Task description: Return only the line that contains "black height of" and each line after it, through the last line of the data below, copied exactly.

[Stored data]
/---
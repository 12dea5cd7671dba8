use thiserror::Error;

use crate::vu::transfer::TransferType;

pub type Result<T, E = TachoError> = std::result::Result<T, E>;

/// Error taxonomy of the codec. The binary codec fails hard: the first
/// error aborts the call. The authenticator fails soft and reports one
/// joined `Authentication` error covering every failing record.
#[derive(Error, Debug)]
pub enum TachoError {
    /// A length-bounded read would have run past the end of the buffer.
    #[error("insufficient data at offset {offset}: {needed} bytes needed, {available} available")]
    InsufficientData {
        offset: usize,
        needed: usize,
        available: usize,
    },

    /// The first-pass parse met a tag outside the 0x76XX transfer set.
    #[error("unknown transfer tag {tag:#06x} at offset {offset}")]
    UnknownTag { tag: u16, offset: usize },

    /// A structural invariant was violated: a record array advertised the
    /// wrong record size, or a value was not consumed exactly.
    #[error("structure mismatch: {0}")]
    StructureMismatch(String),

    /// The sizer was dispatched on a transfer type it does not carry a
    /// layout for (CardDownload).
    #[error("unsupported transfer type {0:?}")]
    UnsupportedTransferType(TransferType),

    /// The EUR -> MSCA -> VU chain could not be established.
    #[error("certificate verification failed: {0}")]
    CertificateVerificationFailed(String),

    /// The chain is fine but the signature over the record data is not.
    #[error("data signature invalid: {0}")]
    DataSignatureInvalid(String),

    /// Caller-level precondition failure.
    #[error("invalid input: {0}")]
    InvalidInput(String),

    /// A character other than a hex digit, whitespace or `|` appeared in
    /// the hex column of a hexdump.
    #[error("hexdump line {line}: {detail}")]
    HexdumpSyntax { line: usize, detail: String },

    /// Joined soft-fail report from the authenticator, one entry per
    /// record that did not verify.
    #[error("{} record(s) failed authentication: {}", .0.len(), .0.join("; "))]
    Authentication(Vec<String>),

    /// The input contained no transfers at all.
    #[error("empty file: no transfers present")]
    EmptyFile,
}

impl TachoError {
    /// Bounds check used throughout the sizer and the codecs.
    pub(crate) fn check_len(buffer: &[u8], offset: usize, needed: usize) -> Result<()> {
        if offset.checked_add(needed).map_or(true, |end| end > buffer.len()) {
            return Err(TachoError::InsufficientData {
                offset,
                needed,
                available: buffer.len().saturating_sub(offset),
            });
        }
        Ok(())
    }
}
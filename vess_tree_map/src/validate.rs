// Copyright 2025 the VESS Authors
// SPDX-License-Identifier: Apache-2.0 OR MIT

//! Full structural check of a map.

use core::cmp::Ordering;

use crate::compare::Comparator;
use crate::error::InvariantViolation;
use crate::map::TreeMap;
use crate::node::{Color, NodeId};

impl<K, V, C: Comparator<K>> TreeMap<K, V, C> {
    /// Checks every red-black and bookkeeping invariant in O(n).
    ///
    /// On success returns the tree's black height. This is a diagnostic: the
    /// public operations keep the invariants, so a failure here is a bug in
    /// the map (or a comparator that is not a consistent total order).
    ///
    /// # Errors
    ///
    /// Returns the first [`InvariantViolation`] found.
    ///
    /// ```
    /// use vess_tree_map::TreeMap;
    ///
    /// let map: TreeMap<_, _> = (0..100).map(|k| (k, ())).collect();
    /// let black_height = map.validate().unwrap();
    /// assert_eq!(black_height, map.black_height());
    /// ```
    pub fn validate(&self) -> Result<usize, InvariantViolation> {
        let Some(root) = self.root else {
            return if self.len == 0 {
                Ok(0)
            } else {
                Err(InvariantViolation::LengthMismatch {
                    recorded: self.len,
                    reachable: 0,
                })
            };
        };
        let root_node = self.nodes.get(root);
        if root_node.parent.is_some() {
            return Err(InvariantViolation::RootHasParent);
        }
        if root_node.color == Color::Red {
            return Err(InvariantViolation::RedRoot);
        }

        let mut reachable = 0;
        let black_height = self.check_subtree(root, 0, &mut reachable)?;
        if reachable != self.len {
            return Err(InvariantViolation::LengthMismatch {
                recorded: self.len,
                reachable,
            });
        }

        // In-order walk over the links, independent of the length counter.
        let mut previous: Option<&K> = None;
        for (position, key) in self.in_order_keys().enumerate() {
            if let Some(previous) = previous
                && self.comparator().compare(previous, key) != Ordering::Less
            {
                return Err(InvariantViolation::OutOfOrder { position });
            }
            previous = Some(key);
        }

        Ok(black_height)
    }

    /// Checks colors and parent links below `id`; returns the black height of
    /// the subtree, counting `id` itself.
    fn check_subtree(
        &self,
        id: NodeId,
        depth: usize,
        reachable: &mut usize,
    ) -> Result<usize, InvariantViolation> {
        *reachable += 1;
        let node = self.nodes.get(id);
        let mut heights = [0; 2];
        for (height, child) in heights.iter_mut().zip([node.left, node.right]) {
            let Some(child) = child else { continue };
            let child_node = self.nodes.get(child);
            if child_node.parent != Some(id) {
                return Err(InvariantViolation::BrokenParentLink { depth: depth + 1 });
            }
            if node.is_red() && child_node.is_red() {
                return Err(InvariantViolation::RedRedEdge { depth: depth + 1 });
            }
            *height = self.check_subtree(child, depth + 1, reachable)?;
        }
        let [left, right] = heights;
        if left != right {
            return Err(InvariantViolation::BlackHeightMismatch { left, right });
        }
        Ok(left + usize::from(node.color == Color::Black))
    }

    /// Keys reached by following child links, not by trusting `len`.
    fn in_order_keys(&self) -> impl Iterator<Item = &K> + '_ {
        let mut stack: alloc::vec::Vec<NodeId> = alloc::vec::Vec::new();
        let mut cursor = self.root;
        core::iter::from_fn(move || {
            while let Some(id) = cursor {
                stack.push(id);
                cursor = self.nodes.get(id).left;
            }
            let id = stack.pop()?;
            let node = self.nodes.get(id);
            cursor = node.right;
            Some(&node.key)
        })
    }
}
\---
Result below:
    /// Checks colors and parent links below `id`; returns the black height of
    /// the subtree, counting `id` itself.
    fn check_subtree(
        &self,
        id: NodeId,
        depth: usize,
        reachable: &mut usize,
    ) -> Result<usize, InvariantViolation> {
        *reachable += 1;
        let node = self.nodes.get(id);
        let mut heights = [0; 2];
        for (height, child) in heights.iter_mut().zip([node.left, node.right]) {
            let Some(child) = child else { continue };
            let child_node = self.nodes.get(child);
            if child_node.parent != Some(id) {
                return Err(InvariantViolation::BrokenParentLink { depth: depth + 1 });
            }
            if node.is_red() && child_node.is_red() {
                return Err(InvariantViolation::RedRedEdge { depth: depth + 1 });
            }
            *height = self.check_subtree(child, depth + 1, reachable)?;
        }
        let [left, right] = heights;
        if left != right {
            return Err(InvariantViolation::BlackHeightMismatch { left, right });
        }
        Ok(left + usize::from(node.color == Color::Black))
    }

    /// Keys reached by following child links, not by trusting `len`.
    fn in_order_keys(&self) -> impl Iterator<Item = &K> + '_ {
        let mut stack: alloc::vec::Vec<NodeId> = alloc::vec::Vec::new();
        let mut cursor = self.root;
        core::iter::from_fn(move || {
            while let Some(id) = cursor {
                stack.push(id);
                cursor = self.nodes.get(id).left;
            }
            let id = stack.pop()?;
            let node = self.nodes.get(id);
            cursor = node.right;
            Some(&node.key)
        })
    }
}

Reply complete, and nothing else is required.